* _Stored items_

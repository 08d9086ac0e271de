use migration::{Migrator, MigratorTrait};
use settings::Database;

mod settings;

#[tokio::main]
async fn main() -> Result<(), Box<dyn std::error::Error + Send + Sync>> {
    let settings = settings::Settings::new()?;

    tracing_subscriber::fmt()
        .with_env_filter(format!(
            "fintrack={level},server={level},engine={level}",
            level = settings.app.level
        ))
        .init();

    let db = parse_database(&settings.server.database).await?;
    let engine = engine::Engine::builder().database(db).build().await?;

    let options = server::ServerOptions {
        jwt_secret: settings.auth.jwt_secret,
        token_ttl_secs: settings.auth.token_ttl_secs,
        admin_emails: settings.auth.admin_emails,
        export_dir: settings.reports.export_dir,
    };
    let addr = format!("{}:{}", settings.server.bind, settings.server.port);
    let listener = tokio::net::TcpListener::bind(&addr).await?;
    server::run_with_listener(engine, options, listener).await?;

    Ok(())
}

async fn parse_database(
    config: &Database,
) -> Result<sea_orm::DatabaseConnection, Box<dyn std::error::Error + Send + Sync>> {
    let url = match config {
        Database::Memory => String::from("sqlite::memory:"),
        Database::Sqlite(path) => format!("sqlite:{}?mode=rwc", path),
    };

    let database = sea_orm::Database::connect(url).await?;
    Migrator::up(&database, None).await?;
    tracing::info!("database ready");
    Ok(database)
}
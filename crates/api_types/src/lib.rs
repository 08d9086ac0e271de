use chrono::{DateTime, Utc};
use serde::{Deserialize, Serialize};

/// Uniform wrapper around every JSON response.
#[derive(Debug, Serialize, Deserialize)]
pub struct Envelope<T> {
    pub message: String,
    pub data: T,
    pub status: bool,
}

impl<T> Envelope<T> {
    pub fn ok(message: impl Into<String>, data: T) -> Self {
        Self {
            message: message.into(),
            data,
            status: true,
        }
    }
}

impl Envelope<()> {
    pub fn failure(message: impl Into<String>) -> Self {
        Self {
            message: message.into(),
            data: (),
            status: false,
        }
    }
}

pub mod user {
    use super::*;

    #[derive(Clone, Copy, Debug, PartialEq, Eq, Serialize, Deserialize)]
    #[serde(rename_all = "snake_case")]
    pub enum Role {
        Admin,
        User,
    }

    #[derive(Debug, Serialize, Deserialize)]
    #[serde(rename_all = "camelCase")]
    pub struct UserView {
        pub id: String,
        pub first_name: String,
        pub last_name: String,
        pub full_name: String,
        pub email: String,
        pub image: Option<String>,
        pub role: Role,
        pub created_at: DateTime<Utc>,
        pub updated_at: DateTime<Utc>,
    }

    /// Partial update; absent fields are left untouched.
    #[derive(Debug, Default, Serialize, Deserialize)]
    #[serde(rename_all = "camelCase")]
    pub struct UserUpdate {
        pub first_name: Option<String>,
        pub last_name: Option<String>,
        pub image: Option<String>,
        pub password: Option<String>,
    }
}

pub mod auth {
    use super::*;

    #[derive(Debug, Serialize, Deserialize)]
    #[serde(rename_all = "camelCase")]
    pub struct Register {
        pub first_name: String,
        pub last_name: String,
        pub email: String,
        pub password: String,
        pub image: Option<String>,
    }

    #[derive(Debug, Serialize, Deserialize)]
    pub struct SignIn {
        pub email: String,
        pub password: String,
    }

    #[derive(Debug, Serialize, Deserialize)]
    #[serde(rename_all = "camelCase")]
    pub struct Session {
        pub access_token: String,
        /// Always `Bearer`.
        pub token_type: String,
        /// Token lifetime in seconds.
        pub expires_in: u64,
        pub user: super::user::UserView,
    }
}

pub mod budget {
    use super::*;

    #[derive(Debug, Serialize, Deserialize)]
    pub struct BudgetNew {
        pub amount: f64,
        pub month: String,
        pub year: i32,
    }

    #[derive(Debug, Default, Serialize, Deserialize)]
    pub struct BudgetUpdate {
        pub amount: Option<f64>,
        pub month: Option<String>,
        pub year: Option<i32>,
    }

    #[derive(Debug, Default, Serialize, Deserialize)]
    pub struct BudgetFilter {
        pub year: Option<i32>,
        pub month: Option<String>,
    }

    #[derive(Debug, Serialize, Deserialize)]
    #[serde(rename_all = "camelCase")]
    pub struct BudgetView {
        pub id: String,
        pub amount: Option<f64>,
        pub month: String,
        pub year: i32,
        pub created_at: DateTime<Utc>,
        pub updated_at: DateTime<Utc>,
        /// Present only on single-budget reads.
        #[serde(default, skip_serializing_if = "Option::is_none")]
        pub expenses: Option<Vec<super::expense::ExpenseView>>,
        #[serde(default, skip_serializing_if = "Option::is_none")]
        pub incomes: Option<Vec<super::income::IncomeView>>,
    }
}

pub mod category {
    use super::*;

    #[derive(Debug, Serialize, Deserialize)]
    pub struct CategoryNew {
        pub name: String,
        pub description: Option<String>,
    }

    #[derive(Debug, Default, Serialize, Deserialize)]
    pub struct CategoryUpdate {
        pub name: Option<String>,
        pub description: Option<String>,
    }

    #[derive(Debug, Serialize, Deserialize)]
    #[serde(rename_all = "camelCase")]
    pub struct CategoryView {
        pub id: String,
        pub name: String,
        pub description: Option<String>,
        pub created_at: DateTime<Utc>,
        pub updated_at: DateTime<Utc>,
        #[serde(default, skip_serializing_if = "Option::is_none")]
        pub expenses: Option<Vec<super::expense::ExpenseView>>,
    }
}

pub mod income {
    use super::*;

    #[derive(Debug, Serialize, Deserialize)]
    #[serde(rename_all = "camelCase")]
    pub struct IncomeNew {
        pub amount: f64,
        pub month: String,
        pub year: i32,
        pub source: String,
        pub budget_id: String,
    }

    #[derive(Debug, Default, Serialize, Deserialize)]
    #[serde(rename_all = "camelCase")]
    pub struct IncomeUpdate {
        pub amount: Option<f64>,
        pub month: Option<String>,
        pub year: Option<i32>,
        pub source: Option<String>,
        pub budget_id: Option<String>,
    }

    #[derive(Debug, Default, Serialize, Deserialize)]
    pub struct IncomeFilter {
        pub month: Option<String>,
        pub year: Option<i32>,
    }

    #[derive(Debug, Serialize, Deserialize)]
    #[serde(rename_all = "camelCase")]
    pub struct IncomeView {
        pub id: String,
        pub budget_id: String,
        pub amount: Option<f64>,
        pub month: String,
        pub year: i32,
        pub source: String,
        pub created_at: DateTime<Utc>,
        pub updated_at: DateTime<Utc>,
    }
}

pub mod expense {
    use super::*;

    #[derive(Debug, Serialize, Deserialize)]
    #[serde(rename_all = "camelCase")]
    pub struct ExpenseNew {
        pub amount: f64,
        pub description: Option<String>,
        pub budget_id: String,
        pub category_id: String,
    }

    #[derive(Debug, Default, Serialize, Deserialize)]
    #[serde(rename_all = "camelCase")]
    pub struct ExpenseUpdate {
        pub amount: Option<f64>,
        pub description: Option<String>,
        pub budget_id: Option<String>,
        pub category_id: Option<String>,
    }

    #[derive(Debug, Serialize, Deserialize)]
    #[serde(rename_all = "camelCase")]
    pub struct ExpenseView {
        pub id: String,
        pub budget_id: String,
        pub category_id: String,
        pub amount: Option<f64>,
        pub description: Option<String>,
        pub created_at: DateTime<Utc>,
        pub updated_at: DateTime<Utc>,
    }
}

pub mod report {
    use super::*;

    /// Query string of `GET /reports`. Both fields are required; they are
    /// optional here so a missing one can be reported in the envelope.
    #[derive(Debug, Default, Serialize, Deserialize)]
    pub struct PeriodQuery {
        pub year: Option<i32>,
        pub month: Option<String>,
    }

    /// Body of `POST /reports/custom-report`. Both bounds are inclusive.
    #[derive(Debug, Serialize, Deserialize)]
    #[serde(rename_all = "camelCase")]
    pub struct CustomRange {
        pub start_date: DateTime<Utc>,
        pub end_date: DateTime<Utc>,
    }
}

* _Activity_
When the line containing "let listener = tokio::net::TcpListener::bind(&addr).await?;" is reached, include it and stop. Until then, output each line of the entries exactly as given, starting from the first.

* _Task solution_
repository 08d9086ac0e271de
use migration::{Migrator, MigratorTrait};
use settings::Database;

mod settings;

#[tokio::main]
async fn main() -> Result<(), Box<dyn std::error::Error + Send + Sync>> {
    let settings = settings::Settings::new()?;

    tracing_subscriber::fmt()
        .with_env_filter(format!(
            "fintrack={level},server={level},engine={level}",
            level = settings.app.level
        ))
        .init();

    let db = parse_database(&settings.server.database).await?;
    let engine = engine::Engine::builder().database(db).build().await?;

    let options = server::ServerOptions {
        jwt_secret: settings.auth.jwt_secret,
        token_ttl_secs: settings.auth.token_ttl_secs,
        admin_emails: settings.auth.admin_emails,
        export_dir: settings.reports.export_dir,
    };
    let addr = format!("{}:{}", settings.server.bind, settings.server.port);
    let listener = tokio::net::TcpListener::bind(&addr).await?;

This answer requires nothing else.